Given the limited evidence variables, BNs model can compute the risk of AKI based on uncertain inference. While in the traditional logistic model, it can be done only if we knew the state of all variables. From a health economic point of view, BNs seems to provide a more practicable strategy to identify high-risk patients. Additionally, BNs model also maintained a greater AUC value in both the internal and external validation (AUC: 0.823/0.790) than other ML models. Rohit et al. [33] compared three ML models for AKI detection and found that naive Bayes performed better (AUC: 0.699). Lee et al. [34] created a gradient boosting model for predicting cardiac surgery-associated AKI, and the AUC value reached 0.780. Briefly, decision tree is an instance-based learning method, which can induce tree model from training samples. RF is based on ensemble leaning algorithm. It constructs many decision trees to make a vote on classification results. SVM is based on supervised learning algorithm. It can minimize the empirical error and maximize the geometric margin at the same time. However, if solely using clinical risk factors but without specific AKI markers, model’s predictive precision will be challenged. For this reason, we found that in BNs model, the recall rate and PPV were limited to 26.5% and 60.7%. Yet even so, integrating BNs model into the healthcare can still assist in identifying the high-risk patients at an early stage (before SCr rising), and increase their chances of AKI treatment [35].

This study has several limitations to declare. Firstly, our study was conducted in a single center. The extrapolation of results may be influenced by selection bias. Secondly, we only selected the clinical variables with the least data missing. Other factors, such as hemorrhage, infection or nephrotoxic drugs, were not enrolled. It will blur the relationships with unknown variables and AKI to some extent. Thirdly, data were collected retrospectively. Arcs in the BNs model only represented the probabilistic dependency relationships between variables, and their causal relationships need to be further verified. In further studies, novel AKI biomarkers, such as KIM-1, NGAL, and TIMP-2*IGFBP7, were considered to retrofit into model and improve its predictive precision.

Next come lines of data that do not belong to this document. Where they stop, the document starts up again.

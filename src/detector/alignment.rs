/// Alignment pattern search near the extrapolated bottom-right corner
use log::{debug, trace};

use super::threshold::PixelSource;
use crate::models::Point;

/// Search radii in module sizes, tried in order
const SEARCH_RADII: [f32; 3] = [4.0, 8.0, 16.0];

/// Template cells are dark except on the ring at distance 1
fn expected_dark(dx: isize, dy: isize) -> bool {
    dx.abs().max(dy.abs()) != 1
}

/// Cells of the 5x5 template that disagree with the image around (cx, cy)
fn template_mismatch(source: &impl PixelSource, cx: f32, cy: f32, module_size: f32) -> usize {
    let (width, height) = (source.width() as f32, source.height() as f32);
    let mut mismatches = 0;
    for dy in -2isize..=2 {
        for dx in -2isize..=2 {
            let sx = (cx + dx as f32 * module_size).floor();
            let sy = (cy + dy as f32 * module_size).floor();
            let inside = sx >= 0.0 && sy >= 0.0 && sx < width && sy < height;
            let dark = inside && source.is_dark(sx as usize, sy as usize, 1);
            if dark != expected_dark(dx, dy) {
                mismatches += 1;
            }
        }
    }
    mismatches
}

/// Best template position within `radius` module sizes of `estimate`
///
/// Returns the lowest mismatch count and the centroid of every position that
/// reached it, or `None` when the clipped window is too small to hold a pattern.
fn search_window(
    source: &impl PixelSource,
    estimate: Point,
    module_size: f32,
    radius: f32,
) -> Option<(usize, Point)> {
    let reach = radius * module_size;
    let max_x = source.width().checked_sub(1)? as f32;
    let max_y = source.height().checked_sub(1)? as f32;
    let left = (estimate.x - reach).clamp(0.0, max_x) as usize;
    let right = (estimate.x + reach).clamp(0.0, max_x) as usize;
    let top = (estimate.y - reach).clamp(0.0, max_y) as usize;
    let bottom = (estimate.y + reach).clamp(0.0, max_y) as usize;
    let span = 3.0 * module_size;
    if ((right - left) as f32) < span || ((bottom - top) as f32) < span {
        return None;
    }

    let mut best = usize::MAX;
    let (mut sum_x, mut sum_y, mut hits) = (0.0f64, 0.0f64, 0usize);
    for y in top..=bottom {
        for x in left..=right {
            let (cx, cy) = (x as f32 + 0.5, y as f32 + 0.5);
            let score = template_mismatch(source, cx, cy, module_size);
            if score < best {
                best = score;
                (sum_x, sum_y, hits) = (cx as f64, cy as f64, 1);
            } else if score == best {
                sum_x += cx as f64;
                sum_y += cy as f64;
                hits += 1;
            }
        }
    }
    let centroid = Point::new((sum_x / hits as f64) as f32, (sum_y / hits as f64) as f32);
    Some((best, centroid))
}

/// Locate the alignment pattern closest in shape to the template
///
/// Widens the search window until a position with at most `max_mismatch`
/// disagreeing template cells turns up.
pub fn find_alignment(
    source: &impl PixelSource,
    estimate: Point,
    module_size: f32,
    max_mismatch: usize,
) -> Option<Point> {
    for radius in SEARCH_RADII {
        let Some((mismatch, center)) = search_window(source, estimate, module_size, radius) else {
            trace!("alignment: window of radius {radius} too small");
            continue;
        };
        trace!("alignment: radius {radius} best mismatch {mismatch}");
        if mismatch <= max_mismatch {
            debug!("alignment pattern at ({:.1}, {:.1})", center.x, center.y);
            return Some(center);
        }
    }
    debug!("alignment pattern not found near ({:.1}, {:.1})", estimate.x, estimate.y);
    None
}
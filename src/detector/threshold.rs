//! Luminance thresholding and symbol bounding box.
//!
//! A [`LuminanceSource`] is turned into a [`ThresholdedImage`], which answers
//! the [`PixelSource`] question "is this pixel box dark?". Everything
//! downstream of this module only sees dark/light decisions.

use image::GrayImage;
use log::debug;
use rayon::prelude::*;

use crate::decoder::config::ThresholdMode;
use crate::error::DetectionError;
use crate::models::BitMatrix;
use crate::utils::grayscale::{rgb_to_grayscale, rgba_to_grayscale};

/// Zones per side for [`ThresholdMode::Zoned`]
const ZONES: usize = 4;

/// Smallest symbol side in pixels (version 1 at one pixel per module)
const MIN_SYMBOL_PX: isize = 21;

/// Rectangular source of 8-bit luminance
pub trait LuminanceSource {
    /// Width in pixels
    fn width(&self) -> usize;
    /// Height in pixels
    fn height(&self) -> usize;
    /// Luminance at (x, y), 0 = black
    fn luminance(&self, x: usize, y: usize) -> u8;
}

/// Rectangular source of dark/light decisions
pub trait PixelSource {
    /// Width in pixels
    fn width(&self) -> usize;
    /// Height in pixels
    fn height(&self) -> usize;
    /// Whether the `box_size` x `box_size` box anchored at (x, y) is dark
    fn is_dark(&self, x: usize, y: usize, box_size: usize) -> bool;
}

impl LuminanceSource for GrayImage {
    fn width(&self) -> usize {
        GrayImage::width(self) as usize
    }

    fn height(&self) -> usize {
        GrayImage::height(self) as usize
    }

    fn luminance(&self, x: usize, y: usize) -> u8 {
        self.get_pixel(x as u32, y as u32).0[0]
    }
}

/// A set bit is dark; boxes are dark when more than half their bits are set
impl PixelSource for BitMatrix {
    fn width(&self) -> usize {
        BitMatrix::width(self)
    }

    fn height(&self) -> usize {
        BitMatrix::height(self)
    }

    fn is_dark(&self, x: usize, y: usize, box_size: usize) -> bool {
        if box_size <= 1 {
            return self.get(x, y);
        }
        let x_end = (x + box_size).min(BitMatrix::width(self));
        let y_end = (y + box_size).min(BitMatrix::height(self));
        let mut dark = 0;
        let mut total = 0;
        for yy in y..y_end {
            for xx in x..x_end {
                dark += self.get(xx, yy) as usize;
                total += 1;
            }
        }
        total > 0 && dark * 2 > total
    }
}

/// Owned luma plane
#[derive(Debug, Clone, PartialEq, Eq)]
pub struct LumaBuffer {
    width: usize,
    height: usize,
    data: Vec<u8>,
}

impl LumaBuffer {
    /// Wrap `width * height` luma bytes, row-major
    pub fn new(width: usize, height: usize, data: Vec<u8>) -> Option<Self> {
        (data.len() == width * height).then_some(Self {
            width,
            height,
            data,
        })
    }

    /// Convert packed RGB
    pub fn from_rgb(rgb: &[u8], width: usize, height: usize) -> Option<Self> {
        if rgb.len() < width * height * 3 {
            return None;
        }
        Self::new(width, height, rgb_to_grayscale(rgb, width, height))
    }

    /// Convert packed RGBA (alpha ignored)
    pub fn from_rgba(rgba: &[u8], width: usize, height: usize) -> Option<Self> {
        if rgba.len() < width * height * 4 {
            return None;
        }
        Self::new(width, height, rgba_to_grayscale(rgba, width, height))
    }

    /// Raw luma bytes
    pub fn as_slice(&self) -> &[u8] {
        &self.data
    }
}

impl LuminanceSource for LumaBuffer {
    fn width(&self) -> usize {
        self.width
    }

    fn height(&self) -> usize {
        self.height
    }

    fn luminance(&self, x: usize, y: usize) -> u8 {
        self.data[y * self.width + x]
    }
}

#[derive(Debug, Clone, PartialEq)]
enum Threshold {
    Global(f32),
    Zoned {
        zone_width: usize,
        zone_height: usize,
        values: Vec<f32>,
    },
}

/// Luminance plane with a fixed dark/light threshold
#[derive(Debug, Clone, PartialEq)]
pub struct ThresholdedImage {
    width: usize,
    height: usize,
    luma: Vec<u8>,
    threshold: Threshold,
}

impl ThresholdedImage {
    /// Snapshot `source` and compute its threshold.
    ///
    /// Fails with [`DetectionError::LowContrast`] when the luminance range is
    /// narrower than `min_contrast`.
    pub fn new(
        source: &impl LuminanceSource,
        mode: ThresholdMode,
        min_contrast: f32,
    ) -> Result<Self, DetectionError> {
        let (width, height) = (source.width(), source.height());
        let mut luma = Vec::with_capacity(width * height);
        for y in 0..height {
            luma.extend((0..width).map(|x| source.luminance(x, y)));
        }

        let (min, max, sum) = if width == 0 {
            (0, 0, 0)
        } else {
            luma.par_chunks(width)
                .map(|row| {
                    row.iter().fold((u8::MAX, u8::MIN, 0u64), |(lo, hi, s), &v| {
                        (lo.min(v), hi.max(v), s + v as u64)
                    })
                })
                .reduce(
                    || (u8::MAX, u8::MIN, 0u64),
                    |a, b| (a.0.min(b.0), a.1.max(b.1), a.2 + b.2),
                )
        };
        if luma.is_empty() || ((max as f32) - (min as f32)) < min_contrast {
            return Err(DetectionError::LowContrast {
                min: if luma.is_empty() { 0 } else { min },
                max,
                required: min_contrast,
            });
        }

        let threshold = match mode {
            ThresholdMode::Mean => Threshold::Global(sum as f32 / luma.len() as f32),
            ThresholdMode::Zoned => zoned_threshold(&luma, width, height),
        };
        debug!("threshold {width}x{height}: luminance {min}..{max}, {threshold:?}");

        Ok(Self {
            width,
            height,
            luma,
            threshold,
        })
    }

    fn threshold_at(&self, x: usize, y: usize) -> f32 {
        match &self.threshold {
            Threshold::Global(t) => *t,
            Threshold::Zoned {
                zone_width,
                zone_height,
                values,
            } => {
                let zx = (x / zone_width).min(ZONES - 1);
                let zy = (y / zone_height).min(ZONES - 1);
                values[zy * ZONES + zx]
            }
        }
    }
}

/// Midpoint of min and max per zone; tiny images fall back to one zone
fn zoned_threshold(luma: &[u8], width: usize, height: usize) -> Threshold {
    let (zone_width, zone_height) = (width / ZONES, height / ZONES);
    if zone_width == 0 || zone_height == 0 {
        let (lo, hi) = luma
            .iter()
            .fold((u8::MAX, u8::MIN), |(lo, hi), &v| (lo.min(v), hi.max(v)));
        return Threshold::Global(((lo as u32 + hi as u32) / 2) as f32);
    }
    let values = (0..ZONES * ZONES)
        .into_par_iter()
        .map(|zone| {
            let (zx, zy) = (zone % ZONES, zone / ZONES);
            let (lo, hi) = (zy * zone_height..(zy + 1) * zone_height)
                .flat_map(|y| {
                    let row = y * width + zx * zone_width;
                    luma[row..row + zone_width].iter().copied()
                })
                .fold((u8::MAX, u8::MIN), |(lo, hi), v| (lo.min(v), hi.max(v)));
            ((lo as u32 + hi as u32) / 2) as f32
        })
        .collect();
    Threshold::Zoned {
        zone_width,
        zone_height,
        values,
    }
}

impl PixelSource for ThresholdedImage {
    fn width(&self) -> usize {
        self.width
    }

    fn height(&self) -> usize {
        self.height
    }

    fn is_dark(&self, x: usize, y: usize, box_size: usize) -> bool {
        let box_size = box_size.max(1);
        let x_end = x.saturating_add(box_size).min(self.width);
        let y_end = y.saturating_add(box_size).min(self.height);
        if x >= x_end || y >= y_end {
            return false;
        }
        let mut sum = 0u32;
        for yy in y..y_end {
            let row = &self.luma[yy * self.width + x..yy * self.width + x_end];
            sum += row.iter().map(|&v| v as u32).sum::<u32>();
        }
        let mean = sum as f32 / ((x_end - x) * (y_end - y)) as f32;
        mean < self.threshold_at(x, y)
    }
}

/// Binarize every pixel of `source` into a matrix
pub fn binarize(source: &impl PixelSource) -> BitMatrix {
    let (width, height) = (source.width(), source.height());
    let mut matrix = BitMatrix::new(width, height);
    for y in 0..height {
        for x in 0..width {
            if source.is_dark(x, y, 1) {
                matrix.set(x, y, true);
            }
        }
    }
    matrix
}

/// Inclusive pixel bounds of the dark content
#[derive(Debug, Clone, Copy, PartialEq, Eq)]
pub struct BoundingBox {
    /// First dark column
    pub left: usize,
    /// First dark row
    pub top: usize,
    /// Last dark column
    pub right: usize,
    /// Last dark row
    pub bottom: usize,
}

impl BoundingBox {
    /// Scan each edge inward until a line holds at least `dark_ratio` dark pixels
    pub fn find(source: &impl PixelSource, dark_ratio: f32) -> Result<Self, DetectionError> {
        let (width, height) = (source.width(), source.height());
        let column_limit = height as f32 * dark_ratio;
        let row_limit = width as f32 * dark_ratio;
        let column_dark = |x: usize| (0..height).filter(|&y| source.is_dark(x, y, 1)).count();
        let row_dark = |y: usize| (0..width).filter(|&x| source.is_dark(x, y, 1)).count();

        let left = (0..width)
            .find(|&x| column_dark(x) as f32 >= column_limit)
            .map_or(width as isize, |x| x as isize);
        let right = (0..width)
            .rev()
            .find(|&x| column_dark(x) as f32 >= column_limit)
            .map_or(-1, |x| x as isize);
        let top = (0..height)
            .find(|&y| row_dark(y) as f32 >= row_limit)
            .map_or(height as isize, |y| y as isize);
        let bottom = (0..height)
            .rev()
            .find(|&y| row_dark(y) as f32 >= row_limit)
            .map_or(-1, |y| y as isize);

        let box_width = right - left + 1;
        let box_height = bottom - top + 1;
        if box_width < MIN_SYMBOL_PX || box_height < MIN_SYMBOL_PX {
            return Err(DetectionError::NoSymbol {
                width: box_width.max(0) as usize,
                height: box_height.max(0) as usize,
            });
        }

        let limit = (height / 64).max(2);
        if (box_width - box_height).unsigned_abs() > limit {
            return Err(DetectionError::Skewed {
                width: box_width as usize,
                height: box_height as usize,
                limit,
            });
        }

        let bounds = Self {
            left: left as usize,
            top: top as usize,
            right: right as usize,
            bottom: bottom as usize,
        };
        debug!("bounding box {bounds:?}");
        Ok(bounds)
    }

    /// Width in pixels
    pub fn width(&self) -> usize {
        self.right - self.left + 1
    }

    /// Height in pixels
    pub fn height(&self) -> usize {
        self.bottom - self.top + 1
    }

    /// Mean side length
    pub fn size(&self) -> f32 {
        (self.width() + self.height()) as f32 / 2.0
    }
}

In conclusion, AKI remains a higher incidence among GI patients. BNs model not only delineates the qualitative and quantitative relationship between AKI and its associated factors, but shows the more robust generalizability in AKI prediction. It can help physicians to identify patients at high risks for AKI and take preventive strategies to improve prognosis.

Disclosure statement

All authors declare no conflict of interest.

Additional information

Funding

The study was financially supported by the Major Projects of Scientific Research and Innovation Plan of Shanghai Education Commission [no. 2017-01-07-00-07-E00009], Shanghai Medical Center of Kidney [no. 2017ZZ01015], Shanghai Key Laboratory of Kidney and Blood Purification [no. 14DZ2260200] and Zhongshan Hospital Science Foundation for Youths [no. 2019ZSQN19].